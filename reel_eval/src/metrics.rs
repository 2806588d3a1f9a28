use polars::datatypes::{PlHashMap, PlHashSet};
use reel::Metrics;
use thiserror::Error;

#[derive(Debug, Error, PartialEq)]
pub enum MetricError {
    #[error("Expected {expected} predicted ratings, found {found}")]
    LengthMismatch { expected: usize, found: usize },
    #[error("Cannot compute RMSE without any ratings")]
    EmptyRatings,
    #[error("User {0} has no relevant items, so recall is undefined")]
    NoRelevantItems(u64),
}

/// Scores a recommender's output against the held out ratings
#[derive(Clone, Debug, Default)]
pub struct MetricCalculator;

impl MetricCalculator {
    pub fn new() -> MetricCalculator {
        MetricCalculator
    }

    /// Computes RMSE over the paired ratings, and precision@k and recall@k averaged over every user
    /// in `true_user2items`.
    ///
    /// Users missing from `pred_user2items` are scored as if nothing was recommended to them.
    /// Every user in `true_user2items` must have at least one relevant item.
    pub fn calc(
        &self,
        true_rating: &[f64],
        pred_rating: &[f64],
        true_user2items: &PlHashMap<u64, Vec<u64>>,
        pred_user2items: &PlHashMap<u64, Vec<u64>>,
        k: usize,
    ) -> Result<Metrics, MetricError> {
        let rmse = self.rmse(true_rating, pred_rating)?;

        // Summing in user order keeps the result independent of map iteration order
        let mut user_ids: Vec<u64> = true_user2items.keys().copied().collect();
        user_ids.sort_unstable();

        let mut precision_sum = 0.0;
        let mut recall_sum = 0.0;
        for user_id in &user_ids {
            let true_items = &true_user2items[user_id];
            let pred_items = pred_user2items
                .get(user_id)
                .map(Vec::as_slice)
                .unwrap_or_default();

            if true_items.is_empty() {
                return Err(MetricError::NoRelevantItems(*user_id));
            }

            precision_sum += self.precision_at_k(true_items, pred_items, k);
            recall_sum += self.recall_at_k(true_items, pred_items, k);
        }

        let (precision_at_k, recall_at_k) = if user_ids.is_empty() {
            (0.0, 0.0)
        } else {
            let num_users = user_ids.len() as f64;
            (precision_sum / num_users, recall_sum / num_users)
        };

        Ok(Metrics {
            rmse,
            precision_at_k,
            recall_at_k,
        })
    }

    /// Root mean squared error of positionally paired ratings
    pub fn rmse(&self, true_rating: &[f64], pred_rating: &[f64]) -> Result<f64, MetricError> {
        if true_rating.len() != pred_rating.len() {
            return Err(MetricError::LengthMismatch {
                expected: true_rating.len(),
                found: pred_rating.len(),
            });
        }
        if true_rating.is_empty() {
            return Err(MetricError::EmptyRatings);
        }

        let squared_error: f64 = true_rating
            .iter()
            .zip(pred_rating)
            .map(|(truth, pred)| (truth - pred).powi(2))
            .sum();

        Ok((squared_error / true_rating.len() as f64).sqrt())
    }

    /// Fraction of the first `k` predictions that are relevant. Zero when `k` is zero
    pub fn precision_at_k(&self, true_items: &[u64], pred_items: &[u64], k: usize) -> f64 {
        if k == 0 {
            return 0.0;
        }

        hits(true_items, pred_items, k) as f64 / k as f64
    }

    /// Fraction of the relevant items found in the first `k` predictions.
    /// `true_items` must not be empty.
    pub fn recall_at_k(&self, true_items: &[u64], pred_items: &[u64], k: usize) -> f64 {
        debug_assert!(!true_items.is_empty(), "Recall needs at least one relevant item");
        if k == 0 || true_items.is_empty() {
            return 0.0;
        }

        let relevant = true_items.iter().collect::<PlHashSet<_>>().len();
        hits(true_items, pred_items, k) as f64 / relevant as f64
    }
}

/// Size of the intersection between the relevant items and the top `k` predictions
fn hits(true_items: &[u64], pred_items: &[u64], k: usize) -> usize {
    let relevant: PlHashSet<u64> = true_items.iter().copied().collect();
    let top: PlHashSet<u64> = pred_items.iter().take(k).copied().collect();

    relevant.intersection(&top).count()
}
★ ★ ★ ★ ★ ★ ★
* Your objective *
Go through the data above and transcribe every entry exactly.

* Completed task *
filename reel_eval/src/metrics.rs
repository 2806588d3a1f9a28
use polars::datatypes::{PlHashMap, PlHashSet};
use reel::Metrics;
use thiserror::Error;

#[derive(Debug, Error, PartialEq)]
pub enum MetricError {
    #[error("Expected {expected} predicted ratings, found {found}")]
    LengthMismatch { expected: usize, found: usize },
    #[error("Cannot compute RMSE without any ratings")]
    EmptyRatings,
    #[error("User {0} has no relevant items, so recall is undefined")]
    NoRelevantItems(u64),
}

/// Scores a recommender's output against the held out ratings
#[derive(Clone, Debug, Default)]
pub struct MetricCalculator;

impl MetricCalculator {
    pub fn new() -> MetricCalculator {
        MetricCalculator
    }

    /// Computes RMSE over the paired ratings, and precision@k and recall@k averaged over every user
    /// in `true_user2items`.
    ///
    /// Users missing from `pred_user2items` are scored as if nothing was recommended to them.
    /// Every user in `true_user2items` must have at least one relevant item.
    pub fn calc(
        &self,
        true_rating: &[f64],
        pred_rating: &[f64],
        true_user2items: &PlHashMap<u64, Vec<u64>>,
        pred_user2items: &PlHashMap<u64, Vec<u64>>,
        k: usize,
    ) -> Result<Metrics, MetricError> {
        let rmse = self.rmse(true_rating, pred_rating)?;

        // Summing in user order keeps the result independent of map iteration order
        let mut user_ids: Vec<u64> = true_user2items.keys().copied().collect();
        user_ids.sort_unstable();

        let mut precision_sum = 0.0;
        let mut recall_sum = 0.0;
        for user_id in &user_ids {
            let true_items = &true_user2items[user_id];
            let pred_items = pred_user2items
                .get(user_id)
                .map(Vec::as_slice)
                .unwrap_or_default();

            if true_items.is_empty() {
                return Err(MetricError::NoRelevantItems(*user_id));
            }

            precision_sum += self.precision_at_k(true_items, pred_items, k);
            recall_sum += self.recall_at_k(true_items, pred_items, k);
        }

        let (precision_at_k, recall_at_k) = if user_ids.is_empty() {
            (0.0, 0.0)
        } else {
            let num_users = user_ids.len() as f64;
            (precision_sum / num_users, recall_sum / num_users)
        };

        Ok(Metrics {
            rmse,
            precision_at_k,
            recall_at_k,
        })
    }

    /// Root mean squared error of positionally paired ratings
    pub fn rmse(&self, true_rating: &[f64], pred_rating: &[f64]) -> Result<f64, MetricError> {
        if true_rating.len() != pred_rating.len() {
            return Err(MetricError::LengthMismatch {
                expected: true_rating.len(),
                found: pred_rating.len(),
            });
        }
        if true_rating.is_empty() {
            return Err(MetricError::EmptyRatings);
        }

        let squared_error: f64 = true_rating
            .iter()
            .zip(pred_rating)
            .map(|(truth, pred)| (truth - pred).powi(2))
            .sum();

        Ok((squared_error / true_rating.len() as f64).sqrt())
    }

    /// Fraction of the first `k` predictions that are relevant. Zero when `k` is zero
    pub fn precision_at_k(&self, true_items: &[u64], pred_items: &[u64], k: usize) -> f64 {
        if k == 0 {
            return 0.0;
        }

        hits(true_items, pred_items, k) as f64 / k as f64
    }

    /// Fraction of the relevant items found in the first `k` predictions.
    /// `true_items` must not be empty.
    pub fn recall_at_k(&self, true_items: &[u64], pred_items: &[u64], k: usize) -> f64 {
        debug_assert!(!true_items.is_empty(), "Recall needs at least one relevant item");
        if k == 0 || true_items.is_empty() {
            return 0.0;
        }

        let relevant = true_items.iter().collect::<PlHashSet<_>>().len();
        hits(true_items, pred_items, k) as f64 / relevant as f64
    }
}

/// Size of the intersection between the relevant items and the top `k` predictions
fn hits(true_items: &[u64], pred_items: &[u64], k: usize) -> usize {
    let relevant: PlHashSet<u64> = true_items.iter().copied().collect();
    let top: PlHashSet<u64> = pred_items.iter().take(k).copied().collect();

    relevant.intersection(&top).count()
}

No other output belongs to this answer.